By the time Merrick was outside, the Gray Revenants had
fallen silent. It was still dark, the streets cast in silver starlight beneath
a film of pink morning clouds. He heard no sign of them as he began his trek
down the shattered streets, and when he looked over his shoulder there was no
one in sight. But somehow, he felt them. He’d walked these streets a dozen
times with a gun in his hands and a squad at his back. When you were a Scarred
man in the city south, you had to rely on things beyond sight and sound to stay
alive.
The Unimart stood along the Hilliard Street sidewalk behind a
single-row parking lot, its brick exterior broken only by the large windows
that had been shattered, boarded up, broken into, and sealed again with
whatever was on hand. A sinkhole had opened a great rift in the asphalt on the
near side of the street, so Merrick had to circle around the building to find
the back door.
Gangers paced the flat rooftop, brandishing fireman’s axes
and nail-spiked baseball bats. One yelled down at him as he rounded the corner.

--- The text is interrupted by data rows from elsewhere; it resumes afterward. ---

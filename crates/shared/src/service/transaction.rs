use crate::{
    abstract_trait::{DynTransactionRunner, UnitOfWorkTrait},
    errors::{RepositoryError, ServiceError},
};
use futures::future::BoxFuture;
use std::time::Duration;
use tracing::{error, warn};

/// Runs `work` inside one unit of work.
///
/// The unit of work is committed when `work` returns `Ok` and rolled back when
/// it returns `Err` or does not finish within `timeout`. A timeout surfaces as
/// [`RepositoryError::Timeout`].
pub async fn with_transaction<T, F>(
    runner: &DynTransactionRunner,
    timeout: Duration,
    work: F,
) -> Result<T, ServiceError>
where
    T: Send,
    F: for<'t> FnOnce(
            &'t mut (dyn UnitOfWorkTrait + 'static),
        ) -> BoxFuture<'t, Result<T, ServiceError>>
        + Send,
{
    let mut uow = tokio::time::timeout(timeout, runner.begin())
        .await
        .map_err(|_| RepositoryError::Timeout)??;

    match tokio::time::timeout(timeout, work(uow.as_mut())).await {
        Ok(Ok(value)) => {
            uow.commit().await?;
            Ok(value)
        }
        Ok(Err(err)) => {
            rollback(uow).await;
            Err(err)
        }
        Err(_) => {
            warn!("⏱️ Unit of work exceeded {}ms, rolling back", timeout.as_millis());
            rollback(uow).await;
            Err(RepositoryError::Timeout.into())
        }
    }
}

// a failed rollback is only logged; the caller gets the work error
async fn rollback(uow: Box<dyn UnitOfWorkTrait>) {
    if let Err(err) = uow.rollback().await {
        error!("❌ Rollback failed: {err:?}");
    }
}

#[cfg(test)]
mod tests {
    use super::*;
    use crate::{
        abstract_trait::{DynTransactionRunner, UserCommandRepositoryTrait},
        domain::{identity::Role, requests::CreateUserRecordRequest},
        repository::MemoryStore,
    };
    use std::sync::Arc;

    async fn setup() -> (MemoryStore, DynTransactionRunner, uuid::Uuid) {
        let store = MemoryStore::new();
        let product = store.seed_product("Mug", 500, "USD", 10).await;
        let runner = Arc::new(store.clone()) as DynTransactionRunner;
        (store, runner, product.id)
    }

    #[tokio::test]
    async fn commits_when_work_succeeds() {
        let (store, runner, product_id) = setup().await;

        let stock = with_transaction(&runner, Duration::from_secs(1), move |uow| {
            Box::pin(async move {
                let product = uow.decrement_stock(product_id, 3).await?;
                Ok::<_, ServiceError>(product.map(|p| p.stock))
            })
        })
        .await
        .unwrap();

        assert_eq!(stock, Some(7));
        assert_eq!(store.product(product_id).await.unwrap().stock, 7);
    }

    #[tokio::test]
    async fn rolls_back_when_work_fails() {
        let (store, runner, product_id) = setup().await;

        let result: Result<(), ServiceError> =
            with_transaction(&runner, Duration::from_secs(1), move |uow| {
                Box::pin(async move {
                    uow.decrement_stock(product_id, 3).await?;
                    Err::<(), _>(ServiceError::InvalidRequest("boom".into()))
                })
            })
            .await;

        assert!(matches!(result, Err(ServiceError::InvalidRequest(_))));
        assert_eq!(store.product(product_id).await.unwrap().stock, 10);
    }

    #[tokio::test]
    async fn rolls_back_when_work_times_out() {
        let (store, runner, product_id) = setup().await;

        let result: Result<(), ServiceError> =
            with_transaction(&runner, Duration::from_millis(50), move |uow| {
                Box::pin(async move {
                    uow.decrement_stock(product_id, 3).await?;
                    tokio::time::sleep(Duration::from_secs(5)).await;
                    Ok::<(), ServiceError>(())
                })
            })
            .await;

        assert!(matches!(
            result,
            Err(ServiceError::Repo(RepositoryError::Timeout))
        ));
        assert_eq!(store.product(product_id).await.unwrap().stock, 10);
    }

    #[tokio::test]
    async fn store_errors_abort_the_unit_of_work() {
        let (store, runner, product_id) = setup().await;

        // no such user, so the order insert trips the foreign key
        let result: Result<(), ServiceError> =
            with_transaction(&runner, Duration::from_secs(1), move |uow| {
                Box::pin(async move {
                    uow.decrement_stock(product_id, 1).await?;
                    uow.create_order(&crate::domain::requests::CreateOrderRecordRequest {
                        user_id: uuid::Uuid::new_v4(),
                        total_cents: 500,
                        currency: "USD".into(),
                    })
                    .await?;
                    Ok::<(), ServiceError>(())
                })
            })
            .await;

        assert!(matches!(
            result,
            Err(ServiceError::Repo(RepositoryError::ForeignKey(_)))
        ));
        assert_eq!(store.product(product_id).await.unwrap().stock, 10);
        assert_eq!(store.order_count().await, 0);

        // the store stays usable afterwards
        store
            .create_user(&CreateUserRecordRequest {
                email: "a@b.co".into(),
                password_hash: "x".into(),
                role: Role::User,
            })
            .await
            .unwrap();
    }
}
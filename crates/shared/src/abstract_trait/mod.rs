mod auth;
mod hashing;
mod jwt;
mod order;
mod product;
mod transaction;
mod user;

pub use self::auth::{AuthServiceTrait, DynAuthService};
pub use self::hashing::{DynHashing, HashingTrait};
pub use self::jwt::{DynJwtService, JwtServiceTrait};
pub use self::order::{
    DynOrderCommandService, DynOrderQueryRepository, DynOrderQueryService,
    OrderCommandServiceTrait, OrderQueryRepositoryTrait, OrderQueryServiceTrait,
};
pub use self::product::{
    DynProductCommandRepository, DynProductCommandService, DynProductQueryRepository,
    DynProductQueryService, ProductCommandRepositoryTrait, ProductCommandServiceTrait,
    ProductQueryRepositoryTrait, ProductQueryServiceTrait,
};
pub use self::transaction::{DynTransactionRunner, TransactionRunnerTrait, UnitOfWorkTrait};
pub use self::user::{
    DynUserCommandRepository, DynUserQueryRepository, UserCommandRepositoryTrait,
    UserQueryRepositoryTrait,
};
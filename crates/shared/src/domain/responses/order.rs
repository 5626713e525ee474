use super::ProductResponse;
use crate::model::{OrderDetails, OrderLineDetails};
use chrono::{DateTime, Utc};
use serde::{Deserialize, Serialize};
use utoipa::ToSchema;
use uuid::Uuid;

#[derive(Debug, Clone, Serialize, Deserialize, ToSchema, PartialEq)]
#[serde(rename_all = "camelCase")]
pub struct OrderItemResponse {
    pub id: Uuid,
    pub order_id: Uuid,
    pub product_id: Uuid,
    pub quantity: i32,
    pub unit_price_cents: i64,
    pub product: ProductResponse,
}

#[derive(Debug, Clone, Serialize, Deserialize, ToSchema, PartialEq)]
#[serde(rename_all = "camelCase")]
pub struct OrderResponse {
    pub id: Uuid,
    pub user_id: Uuid,
    pub total_cents: i64,
    pub currency: String,
    pub created_at: DateTime<Utc>,
    pub items: Vec<OrderItemResponse>,
}

impl From<OrderLineDetails> for OrderItemResponse {
    fn from(value: OrderLineDetails) -> Self {
        let OrderLineDetails { item, product } = value;
        OrderItemResponse {
            id: item.id,
            order_id: item.order_id,
            product_id: item.product_id,
            quantity: item.quantity,
            unit_price_cents: item.unit_price_cents,
            product: product.into(),
        }
    }
}

impl From<OrderDetails> for OrderResponse {
    fn from(value: OrderDetails) -> Self {
        let OrderDetails { order, lines } = value;
        OrderResponse {
            id: order.id,
            user_id: order.user_id,
            total_cents: order.total_cents,
            currency: order.currency,
            created_at: order.created_at,
            items: lines.into_iter().map(OrderItemResponse::from).collect(),
        }
    }
}
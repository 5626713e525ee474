use crate::{
    abstract_trait::{
        AuthServiceTrait, DynHashing, DynJwtService, DynUserCommandRepository,
        DynUserQueryRepository,
    },
    domain::{
        identity::Role,
        requests::{CreateUserRecordRequest, LoginRequest, RegisterRequest},
        responses::{AuthResponse, UserResponse},
    },
    errors::{RepositoryError, ServiceError},
    model::User,
    utils::{Method, Metrics, TracingContext},
};
use async_trait::async_trait;
use prometheus_client::registry::Registry;
use std::sync::Arc;
use tokio::sync::Mutex;
use tracing::{info, info_span, warn};

const MIN_ADMIN_PASSWORD_LEN: usize = 8;

pub struct AuthService {
    query: DynUserQueryRepository,
    command: DynUserCommandRepository,
    hash: DynHashing,
    jwt: DynJwtService,
    metrics: Metrics,
}

pub struct AuthServiceDeps {
    pub query: DynUserQueryRepository,
    pub command: DynUserCommandRepository,
    pub hash: DynHashing,
    pub jwt: DynJwtService,
    pub registry: Arc<Mutex<Registry>>,
}

impl AuthService {
    pub async fn new(deps: AuthServiceDeps) -> Self {
        let AuthServiceDeps {
            query,
            command,
            hash,
            jwt,
            registry,
        } = deps;

        let metrics = Metrics::new();
        metrics.register(&mut *registry.lock().await, "auth_service", "AuthService");

        Self {
            query,
            command,
            hash,
            jwt,
            metrics,
        }
    }

    async fn create_user(
        &self,
        email: &str,
        password: &str,
        role: Role,
    ) -> Result<User, ServiceError> {
        let password_hash = self.hash.hash_password(password).await?;

        let req = CreateUserRecordRequest {
            email: email.to_string(),
            password_hash,
            role,
        };

        // a concurrent registration can still win the unique index
        self.command.create_user(&req).await.map_err(|e| match e {
            RepositoryError::AlreadyExists(_) => {
                ServiceError::Conflict("Email already in use".to_string())
            }
            other => ServiceError::Repo(other),
        })
    }

    fn issue(&self, user: User) -> Result<AuthResponse, ServiceError> {
        let token = self.jwt.generate_token(&user)?;
        Ok(AuthResponse {
            user: UserResponse::from(user),
            token,
        })
    }

    async fn register_inner(&self, req: &RegisterRequest) -> Result<AuthResponse, ServiceError> {
        if self.query.find_by_email(&req.email).await?.is_some() {
            return Err(ServiceError::Conflict("Email already in use".to_string()));
        }

        let user = self.create_user(&req.email, &req.password, Role::User).await?;
        self.issue(user)
    }

    async fn login_inner(&self, req: &LoginRequest) -> Result<AuthResponse, ServiceError> {
        let user = self
            .query
            .find_by_email(&req.email)
            .await?
            .ok_or(ServiceError::InvalidCredentials)?;

        self.hash
            .verify_password(&user.password_hash, &req.password)
            .await?;

        self.issue(user)
    }
}

#[async_trait]
impl AuthServiceTrait for AuthService {
    async fn register(&self, req: &RegisterRequest) -> Result<AuthResponse, ServiceError> {
        let tracing_ctx = TracingContext::start(info_span!("register"), "register");

        let result = self.register_inner(req).await;
        match &result {
            Ok(res) => tracing_ctx.complete(
                &self.metrics,
                Method::Post,
                true,
                &format!("Registered user {}", res.user.id),
            ),
            Err(e) => tracing_ctx.complete(&self.metrics, Method::Post, false, &e.to_string()),
        }
        result
    }

    async fn login(&self, req: &LoginRequest) -> Result<AuthResponse, ServiceError> {
        let tracing_ctx = TracingContext::start(info_span!("login"), "login");

        let result = self.login_inner(req).await;
        match &result {
            Ok(res) => tracing_ctx.complete(
                &self.metrics,
                Method::Post,
                true,
                &format!("User {} logged in", res.user.id),
            ),
            Err(e) => tracing_ctx.complete(&self.metrics, Method::Post, false, &e.to_string()),
        }
        result
    }

    async fn ensure_admin_exists(&self, email: &str, password: &str) -> Result<(), ServiceError> {
        if self.query.find_by_email(email).await?.is_some() {
            info!("👤 Admin account {email} already present");
            return Ok(());
        }

        if password.chars().count() < MIN_ADMIN_PASSWORD_LEN {
            warn!("❌ Refusing to create admin {email}: password too short");
            return Err(ServiceError::InvalidRequest(format!(
                "ADMIN_PASSWORD must be at least {MIN_ADMIN_PASSWORD_LEN} characters"
            )));
        }

        let user = self.create_user(email, password, Role::Admin).await?;
        info!("✅ Created admin account {}", user.id);
        Ok(())
    }
}

#[cfg(test)]
mod tests {
    use super::*;
    use crate::{
        abstract_trait::{HashingTrait, JwtServiceTrait},
        config::{Hashing, JwtConfig},
        repository::MemoryStore,
    };
    use std::time::Duration;

    async fn service() -> (AuthService, MemoryStore, DynJwtService) {
        let store = MemoryStore::new();
        let jwt = Arc::new(JwtConfig::new("secret", Duration::from_secs(3600))) as DynJwtService;
        let svc = AuthService::new(AuthServiceDeps {
            query: Arc::new(store.clone()),
            command: Arc::new(store.clone()),
            hash: Arc::new(Hashing::new(4)),
            jwt: jwt.clone(),
            registry: Arc::new(Mutex::new(Registry::default())),
        })
        .await;
        (svc, store, jwt)
    }

    fn register_req(email: &str, password: &str) -> RegisterRequest {
        RegisterRequest {
            email: email.into(),
            password: password.into(),
        }
    }

    #[tokio::test]
    async fn register_issues_a_token_for_a_plain_user() {
        let (svc, _, jwt) = service().await;

        let res = svc
            .register(&register_req("jane@example.com", "password123"))
            .await
            .unwrap();

        assert_eq!(res.user.role, "USER");
        let identity = jwt.verify_token(&res.token).unwrap();
        assert_eq!(identity.id, res.user.id);
        assert_eq!(identity.role, Role::User);
    }

    #[tokio::test]
    async fn register_rejects_a_taken_email() {
        let (svc, _, _) = service().await;
        let req = register_req("jane@example.com", "password123");
        svc.register(&req).await.unwrap();

        let err = svc.register(&req).await.unwrap_err();
        assert!(matches!(err, ServiceError::Conflict(msg) if msg == "Email already in use"));
    }

    #[tokio::test]
    async fn stored_password_is_hashed() {
        let (svc, store, _) = service().await;
        svc.register(&register_req("jane@example.com", "password123"))
            .await
            .unwrap();

        let user = crate::abstract_trait::UserQueryRepositoryTrait::find_by_email(
            &store,
            "jane@example.com",
        )
        .await
        .unwrap()
        .unwrap();
        assert_ne!(user.password_hash, "password123");
        assert!(
            Hashing::new(4)
                .verify_password(&user.password_hash, "password123")
                .await
                .is_ok()
        );
    }

    #[tokio::test]
    async fn login_checks_the_password() {
        let (svc, _, _) = service().await;
        svc.register(&register_req("jane@example.com", "password123"))
            .await
            .unwrap();

        let ok = svc
            .login(&LoginRequest {
                email: "jane@example.com".into(),
                password: "password123".into(),
            })
            .await;
        assert!(ok.is_ok());

        let wrong = svc
            .login(&LoginRequest {
                email: "jane@example.com".into(),
                password: "password124".into(),
            })
            .await;
        assert!(matches!(wrong, Err(ServiceError::InvalidCredentials)));

        let unknown = svc
            .login(&LoginRequest {
                email: "nobody@example.com".into(),
                password: "password123".into(),
            })
            .await;
        assert!(matches!(unknown, Err(ServiceError::InvalidCredentials)));
    }

    #[tokio::test]
    async fn ensure_admin_exists_creates_once() {
        let (svc, _, jwt) = service().await;

        svc.ensure_admin_exists("admin@example.com", "supersecret")
            .await
            .unwrap();
        svc.ensure_admin_exists("admin@example.com", "supersecret")
            .await
            .unwrap();

        let res = svc
            .login(&LoginRequest {
                email: "admin@example.com".into(),
                password: "supersecret".into(),
            })
            .await
            .unwrap();
        assert_eq!(res.user.role, "ADMIN");
        assert!(jwt.verify_token(&res.token).unwrap().is_admin());
    }

    #[tokio::test]
    async fn ensure_admin_exists_rejects_short_password() {
        let (svc, _, _) = service().await;

        let err = svc
            .ensure_admin_exists("admin@example.com", "short")
            .await
            .unwrap_err();
        assert!(matches!(err, ServiceError::InvalidRequest(_)));
    }
}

“Hey, where you think you’re going?”
Merrick’s breath caught in his throat. He pointed toward the
back alley, holding up the length of copper wire Peymer had given him. The
ganger squinted down at him through the half-light. When he saw the wire, he
ushered Merrick onward with a wave of his bat.
The alley was infested with sandflies and ripe with the
perfume of old garbage. A man and woman were lying on the ground, bone-thin and
half-asleep beneath a quilted blanket full of holes, and Merrick had to step
over them to continue. Further on, a man sat against the chain-link fence
behind a stack of moldy pallets, his eyes glassy and vacant.
Merrick found the door and knocked hard, as Peymer had
instructed. He waited a long time, but no one came. He was about to knock again
when the door slid inward and the drawn yellow face of an elderly man appeared
in the narrow slit between.
“Whadda you want?” he slurred.
As Merrick studied the face before him, he realized the man
wasn’t nearly as old as he’d first thought—probably no more than five or ten
years his senior. His pink skin was covered in crusty red lesions, his hair a
mass of dark brown strewn with shining gray. A tangled beard clung to his
receding chin and the skin was stretched tight across his cheekbones.
“I’m here for some zoom—uh, dope. I want to get high,”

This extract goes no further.